Friday, January 28, 2011

Egypt: the trouble with being too geeky about protest movements

A brewing protest movement in Egypt was reportedly "fueled by blogs and social media sites like Twitter and Facebook". Apparently, a perceived dependence on these sites to disseminate information vital to the cause -- and presumably underwrite its success -- is what is behind social media chatter expressing "indignation" over the shutting of the Net out of Egypt. Indeed, social media geeks make it sound like the shut down of the Internet in Egypt is such a rotten development for the brewing anti-government movement there.

Reported on Renesys...
Approximately 3,500 individual BGP routes were withdrawn, leaving no valid paths by which the rest of the world could continue to exchange Internet traffic with Egypt’s service providers. Virtually all of Egypt’s Internet addresses are now unreachable, worldwide.

We forget that whereas a phenomenally successful ouster of a tyrant -- the 1986 Edsa "Revolution" that saw the downfall of strongman Ferdinand Marcos -- was effected without the Internet, without mobile phones and, therefore, without text messaging even, more technologically-enabled "movements" to depose presidents that followed it in the Philippines pathetically failed. Indeed, the 1986 Edsa "Revolution" was the real deal in the sense that it was unprecedented, unforeseen, spontaneous, and utterly uncontrived.

Nowadays we seem to be so beholden to and blinkered by the "power" of the Net that we forget that in the Third World, devices that have the most widespread and deepest penetration into the population are humble early 20th-century-technology powered devices -- radio and television. Indeed, the most crucial battles fought in mid- to late-1980's Philippine revolutions were for television and radio stations.

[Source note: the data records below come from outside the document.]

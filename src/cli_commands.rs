mod tools;

pub(crate) use self::tools::{CurlCommands, GzipCommands, JsonCommands, TimeCommands};

use std::path::PathBuf;

use clap::Subcommand;

#[derive(Subcommand)]
pub(crate) enum Commands {
    /// Compare two text files line by line (positional, no resync)
    Diff {
        left: PathBuf,
        right: PathBuf,
        /// Collapse whitespace runs before comparing
        #[arg(long)]
        ignore_whitespace: bool,
        /// Lower-case both inputs before comparing
        #[arg(long)]
        ignore_case: bool,
        /// Emit JSON
        #[arg(long)]
        json: bool,
    },

    /// Translate between cURL commands and structured requests
    Curl {
        #[command(subcommand)]
        command: CurlCommands,
    },

    /// Execute an HTTP request given a cURL command, a URL, or flags
    Http {
        /// cURL command or bare URL (quote the whole thing)
        request: Option<String>,
        /// Target URL (overrides the one in REQUEST)
        #[arg(long)]
        url: Option<String>,
        /// HTTP method
        #[arg(short = 'X', long)]
        method: Option<String>,
        /// Header as "Name: value" (repeatable)
        #[arg(short = 'H', long = "header")]
        headers: Vec<String>,
        /// Request body
        #[arg(short = 'd', long)]
        data: Option<String>,
        /// Timeout in seconds
        #[arg(long, default_value_t = 30)]
        timeout: u64,
        /// Emit JSON
        #[arg(long)]
        json: bool,
    },

    /// Render text in every common naming convention
    Case {
        text: String,
        /// Emit JSON
        #[arg(long)]
        json: bool,
    },

    /// Unix epoch / RFC 3339 conversions
    Time {
        #[command(subcommand)]
        command: TimeCommands,
    },

    /// Format, minify, or validate JSON
    Json {
        #[command(subcommand)]
        command: JsonCommands,
    },

    /// Generate a random password
    Password {
        #[arg(long, default_value_t = 16)]
        length: usize,
        /// Leave out A-Z
        #[arg(long)]
        no_uppercase: bool,
        /// Leave out a-z
        #[arg(long)]
        no_lowercase: bool,
        /// Leave out 0-9
        #[arg(long)]
        no_numbers: bool,
        /// Include punctuation characters
        #[arg(long)]
        symbols: bool,
        /// Drop characters that read alike (il1Lo0O)
        #[arg(long)]
        exclude_similar: bool,
    },

    /// Decode a JWT without verifying its signature
    Jwt {
        token: String,
        /// Emit JSON
        #[arg(long)]
        json: bool,
    },

    /// Gzip text to base64, or decompress base64 back to text
    Gzip {
        #[command(subcommand)]
        command: GzipCommands,
    },

    /// Look up HTTP status codes
    Status {
        /// A code (404), a category (client-error), or a search term
        query: Option<String>,
        /// Emit JSON
        #[arg(long)]
        json: bool,
    },
}
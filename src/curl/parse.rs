use anyhow::{Result, bail};

use super::tokens::{strip_quotes, tokenize};
use super::{Method, RequestDescriptor};

const MISSING_URL: &str = "no URL found in command";

/// Paste-detection heuristic for deciding whether a blob of text is meant
/// as a cURL command. Best-effort by design; it can misclassify and the
/// token walk stays forgiving about whatever comes through.
pub fn looks_like_curl(raw: &str) -> bool {
    let lowered = raw.trim().to_lowercase();
    lowered.starts_with("curl ")
        || lowered.contains("-x ")
        || lowered.contains("--request")
        || lowered.contains("-h ")
        || lowered.contains("--header")
}

/// Turns pasted text into a [`RequestDescriptor`]. Input that looks like a
/// cURL command goes through the token walk; input starting with `http` is
/// taken as a bare URL. Anything else cannot yield a URL and fails, the one
/// hard error this parser has.
pub fn parse_command(raw: &str) -> Result<RequestDescriptor> {
    let trimmed = raw.trim();
    if looks_like_curl(trimmed) {
        return parse_tokens(trimmed);
    }
    if trimmed.starts_with("http") {
        return Ok(RequestDescriptor {
            url: trimmed.to_string(),
            ..Default::default()
        });
    }
    bail!(MISSING_URL);
}

fn parse_tokens(command: &str) -> Result<RequestDescriptor> {
    let tokens = tokenize(strip_curl_prefix(command));

    let mut descriptor = RequestDescriptor::default();
    let mut i = 0;
    while i < tokens.len() {
        match tokens[i].as_str() {
            "-X" | "--request" => {
                if let Some(arg) = tokens.get(i + 1) {
                    // Values outside the method allow-list are skipped,
                    // like any other malformed fragment.
                    if let Some(method) = Method::from_token(arg) {
                        descriptor.method = method;
                    }
                    i += 1;
                }
            }
            "-H" | "--header" => {
                if let Some(arg) = tokens.get(i + 1) {
                    if let Some((name, value)) = split_header(strip_quotes(arg)) {
                        descriptor.set_header(name, value);
                    }
                    i += 1;
                }
            }
            "-d" | "--data" | "--data-raw" => {
                if let Some(arg) = tokens.get(i + 1) {
                    descriptor.body = strip_quotes(arg).to_string();
                    // cURL itself upgrades a default GET to POST when a
                    // body is supplied.
                    if descriptor.method == Method::Get {
                        descriptor.method = Method::Post;
                    }
                    i += 1;
                }
            }
            token => {
                // First bare token is the URL; later ones and unrecognized
                // flags are ignored rather than escalated.
                if !token.starts_with('-') && descriptor.url.is_empty() {
                    descriptor.url = strip_quotes(token).to_string();
                }
            }
        }
        i += 1;
    }

    if descriptor.url.is_empty() {
        bail!(MISSING_URL);
    }
    Ok(descriptor)
}

fn strip_curl_prefix(command: &str) -> &str {
    match command.get(..4) {
        Some(prefix) if prefix.eq_ignore_ascii_case("curl") => {
            let rest = &command[4..];
            if rest.starts_with(char::is_whitespace) {
                rest.trim_start()
            } else {
                command
            }
        }
        _ => command,
    }
}

/// Splits on the first `:`; further colons stay in the value. Headers with
/// no colon or an empty name are dropped by the caller.
fn split_header(header: &str) -> Option<(String, String)> {
    let (name, value) = header.split_once(':')?;
    let name = name.trim();
    if name.is_empty() {
        return None;
    }
    Some((name.to_string(), value.trim().to_string()))
}
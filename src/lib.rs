pub mod curl;
pub mod diff;
pub mod request;
pub mod tools;
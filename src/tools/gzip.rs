use std::io::{Read, Write};

use anyhow::{Context, Result};
use base64::Engine;
use base64::engine::general_purpose::STANDARD;
use flate2::Compression;
use flate2::read::{MultiGzDecoder, ZlibDecoder};
use flate2::write::GzEncoder;
use serde::{Deserialize, Serialize};

#[derive(Clone, Debug, Serialize, Deserialize)]
pub struct CompressionReport {
    pub encoded: String,
    pub original_bytes: usize,
    pub compressed_bytes: usize,
    /// Compressed payload size as a percentage of the original.
    pub ratio_percent: f64,
}

pub fn compress_to_base64(text: &str) -> Result<CompressionReport> {
    let mut encoder = GzEncoder::new(Vec::new(), Compression::default());
    encoder.write_all(text.as_bytes()).context("gzip input")?;
    let compressed = encoder.finish().context("finish gzip stream")?;

    let ratio_percent = if text.is_empty() {
        0.0
    } else {
        compressed.len() as f64 / text.len() as f64 * 100.0
    };

    Ok(CompressionReport {
        encoded: STANDARD.encode(&compressed),
        original_bytes: text.len(),
        compressed_bytes: compressed.len(),
        ratio_percent,
    })
}

/// Accepts both gzip and zlib payloads; pasted blobs come in either wrapper
/// depending on what produced them.
pub fn decompress_from_base64(encoded: &str) -> Result<String> {
    let compressed = STANDARD
        .decode(encoded.trim())
        .context("base64 decode input")?;

    let mut text = String::new();
    if MultiGzDecoder::new(compressed.as_slice())
        .read_to_string(&mut text)
        .is_err()
    {
        text.clear();
        ZlibDecoder::new(compressed.as_slice())
            .read_to_string(&mut text)
            .context("input is neither a gzip nor a zlib stream")?;
    }
    Ok(text)
}
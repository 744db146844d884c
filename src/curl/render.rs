use super::RequestDescriptor;

/// Renders a descriptor as a multi-line cURL command. Best-effort inverse of
/// `parse_command`: header order follows the descriptor and quote style is
/// fixed, so the output need not be byte-identical to an originally pasted
/// command. The body is emitted only for methods that carry one.
pub fn to_command(descriptor: &RequestDescriptor) -> String {
    let mut command = format!("curl -X {} \"{}\"", descriptor.method, descriptor.url);

    for (name, value) in &descriptor.headers {
        command.push_str(&format!(" \\\n  -H \"{}: {}\"", name, value));
    }

    if descriptor.method.allows_body() && !descriptor.body.trim().is_empty() {
        command.push_str(&format!(
            " \\\n  -d '{}'",
            descriptor.body.replace('\'', "\\'")
        ));
    }

    command
}
use std::fs;
use std::path::Path;

use anyhow::{Context, Result};

use toolbelt::curl::{self, Method, RequestDescriptor};
use toolbelt::diff::{self, DiffOptions, DiffSummary, LineKind};

use crate::cli_commands::CurlCommands;

pub(super) fn handle_diff(
    left: &Path,
    right: &Path,
    ignore_whitespace: bool,
    ignore_case: bool,
    json: bool,
) -> Result<()> {
    let left_text = fs::read_to_string(left).with_context(|| format!("read {}", left.display()))?;
    let right_text =
        fs::read_to_string(right).with_context(|| format!("read {}", right.display()))?;

    let options = DiffOptions {
        ignore_whitespace,
        ignore_case,
    };
    let report = diff::compute_diff(&left_text, &right_text, &options);

    if json {
        println!(
            "{}",
            serde_json::to_string_pretty(&report).context("serialize diff json")?
        );
        return Ok(());
    }

    for record in &report.records {
        match record.kind {
            LineKind::Equal => println!("{:>4}   {}", record.line_number, record.left),
            LineKind::Added => println!("{:>4} + {}", record.line_number, record.right),
            LineKind::Removed => println!("{:>4} - {}", record.line_number, record.left),
            LineKind::Modified => println!(
                "{:>4} ~ {} | {}",
                record.line_number, record.left, record.right
            ),
        }
    }
    println!("{}", summary_badges(&report.summary));
    Ok(())
}

// Zero counts are omitted rather than printed as "0".
fn summary_badges(summary: &DiffSummary) -> String {
    let mut parts = Vec::new();
    if summary.equal > 0 {
        parts.push(format!("{} equal", summary.equal));
    }
    if summary.added > 0 {
        parts.push(format!("{} added", summary.added));
    }
    if summary.removed > 0 {
        parts.push(format!("{} removed", summary.removed));
    }
    if summary.modified > 0 {
        parts.push(format!("{} modified", summary.modified));
    }
    if parts.is_empty() {
        "no lines compared".to_string()
    } else {
        parts.join(", ")
    }
}

pub(super) fn handle_curl(command: CurlCommands) -> Result<()> {
    match command {
        CurlCommands::Parse { command, json } => {
            let descriptor = curl::parse_command(&command)?;
            if json {
                println!(
                    "{}",
                    serde_json::to_string_pretty(&descriptor).context("serialize request json")?
                );
            } else {
                println!("url: {}", descriptor.url);
                println!("method: {}", descriptor.method);
                for (name, value) in &descriptor.headers {
                    println!("header: {}: {}", name, value);
                }
                if !descriptor.body.is_empty() {
                    println!("body: {}", descriptor.body);
                }
            }
        }
        CurlCommands::Format {
            url,
            method,
            headers,
            data,
        } => {
            let descriptor = build_descriptor(url, Some(&method), &headers, data)?;
            println!("{}", curl::to_command(&descriptor));
        }
    }
    Ok(())
}

pub(super) fn build_descriptor(
    url: String,
    method: Option<&str>,
    headers: &[String],
    data: Option<String>,
) -> Result<RequestDescriptor> {
    let mut descriptor = RequestDescriptor {
        url,
        ..Default::default()
    };
    if let Some(method) = method {
        descriptor.method =
            Method::from_token(method).with_context(|| format!("unknown method {:?}", method))?;
    }
    for header in headers {
        let (name, value) = header
            .split_once(':')
            .with_context(|| format!("header {:?} is not \"Name: value\"", header))?;
        descriptor.set_header(name.trim(), value.trim());
    }
    if let Some(data) = data {
        descriptor.body = data;
    }
    Ok(descriptor)
}
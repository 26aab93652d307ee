//! Service layer - student directory use cases.

mod student_directory;

#[cfg(any(test, feature = "test-utils"))]
pub use student_directory::MockStudentDirectory;
pub use student_directory::{StudentDirectory, StudentManager};
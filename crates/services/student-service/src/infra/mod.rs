//! Infrastructure layer - database and migrations.

mod db;
pub mod migrations;

pub(crate) use db::ping;
pub use db::Database;
pub use migrations::Migrator;
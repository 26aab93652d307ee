//! Student Service Library
//!
//! This crate owns the students database and exposes the student directory
//! via gRPC. It can be run as a standalone service or embedded in the
//! combined binary.

pub mod config;
pub mod grpc;
pub mod infra;
pub mod repository;
pub mod service;

use std::net::SocketAddr;
use std::sync::Arc;

use tonic::transport::Server;
use tracing::info;

use crate::config::StudentServiceConfig;
use crate::grpc::StudentGrpcService;
use crate::infra::Database;
use crate::repository::StudentStore;
use crate::service::{StudentDirectory, StudentManager};

/// Run the student service as an embedded component (for combined binary).
pub async fn run_embedded(host: &str, port: u16) -> Result<(), Box<dyn std::error::Error>> {
    let config = StudentServiceConfig::from_env();
    run_server_with_config(host, port, config).await
}

/// Run migrations (for CLI commands).
pub async fn run_migrations(action: MigrateAction) -> Result<(), Box<dyn std::error::Error>> {
    let config = StudentServiceConfig::from_env();
    let db = Database::connect_without_migrations(&config.database).await?;

    match action {
        MigrateAction::Up => {
            db.run_migrations().await?;
            info!("Migrations applied successfully");
        }
        MigrateAction::Down => {
            db.rollback_migration().await?;
            info!("Rolled back last migration");
        }
        MigrateAction::Status => {
            let status = db.migration_status().await?;
            for (name, applied) in status {
                let marker = if applied { "[x]" } else { "[ ]" };
                println!("{} {}", marker, name);
            }
        }
        MigrateAction::Fresh => {
            db.fresh_migrations().await?;
            info!("Database reset and migrations applied");
        }
    }

    Ok(())
}

/// Migration action type.
#[derive(Debug, Clone, Copy)]
pub enum MigrateAction {
    Up,
    Down,
    Status,
    Fresh,
}

/// Wire the repository and directory over an open database.
pub fn build_directory(db: &Database) -> Arc<dyn StudentDirectory> {
    let student_repo = Arc::new(StudentStore::new(db.get_connection()));
    Arc::new(StudentManager::new(student_repo))
}

/// Run the gRPC server with the given configuration.
async fn run_server_with_config(
    host: &str,
    port: u16,
    config: StudentServiceConfig,
) -> Result<(), Box<dyn std::error::Error>> {
    // Initialize database
    let db = Database::connect(&config.database).await?;
    db.ping().await?;

    // Create gRPC service
    let grpc_service = StudentGrpcService::new(build_directory(&db));

    // Build address
    let addr: SocketAddr = format!("{}:{}", host, port).parse()?;
    info!(service = %config.service.service_name, "Student service listening on {}", addr);

    // Run server
    Server::builder()
        .add_service(proto::StudentServiceServer::new(grpc_service))
        .serve(addr)
        .await?;

    Ok(())
}
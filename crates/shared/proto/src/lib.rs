//! gRPC protocol buffer definitions.
//!
//! This crate contains the generated gRPC service definitions for
//! StudentService: student record management (list, add, update, delete).

/// Student service definitions.
pub mod student {
    tonic::include_proto!("student");
}

// Re-export commonly used items
pub use student::student_service_client::StudentServiceClient;
pub use student::student_service_server::{StudentService, StudentServiceServer};
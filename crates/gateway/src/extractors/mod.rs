//! Request extractors.

mod api_path;
mod validated_json;

pub use api_path::ApiPath;
pub use validated_json::ValidatedJson;
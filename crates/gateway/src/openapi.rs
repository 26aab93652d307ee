//! OpenAPI documentation.

use utoipa::OpenApi;

use crate::handlers::student_handler::{NewStudentRequest, UpdateStudentRequest};
use domain::StudentResponse;

/// API documentation struct.
#[derive(OpenApi)]
#[openapi(
    paths(
        crate::handlers::student_handler::list_students,
        crate::handlers::student_handler::get_student,
        crate::handlers::student_handler::add_student,
        crate::handlers::student_handler::update_student,
        crate::handlers::student_handler::delete_student,
    ),
    components(
        schemas(
            StudentResponse,
            NewStudentRequest,
            UpdateStudentRequest,
        )
    ),
    tags(
        (name = "Students", description = "Student record management endpoints"),
    )
)]
pub struct ApiDoc;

Sketchy reports are trickling out of Egypt, but a key question (specially now, as the Net goes dark over there) is whether protest leaders had taken the continued availability of the Net as a communication tool for granted and missed opportunities to include in their plans the securing of the lower-tech, but equally if not vastly more effective radio-based mass communication installations of their country.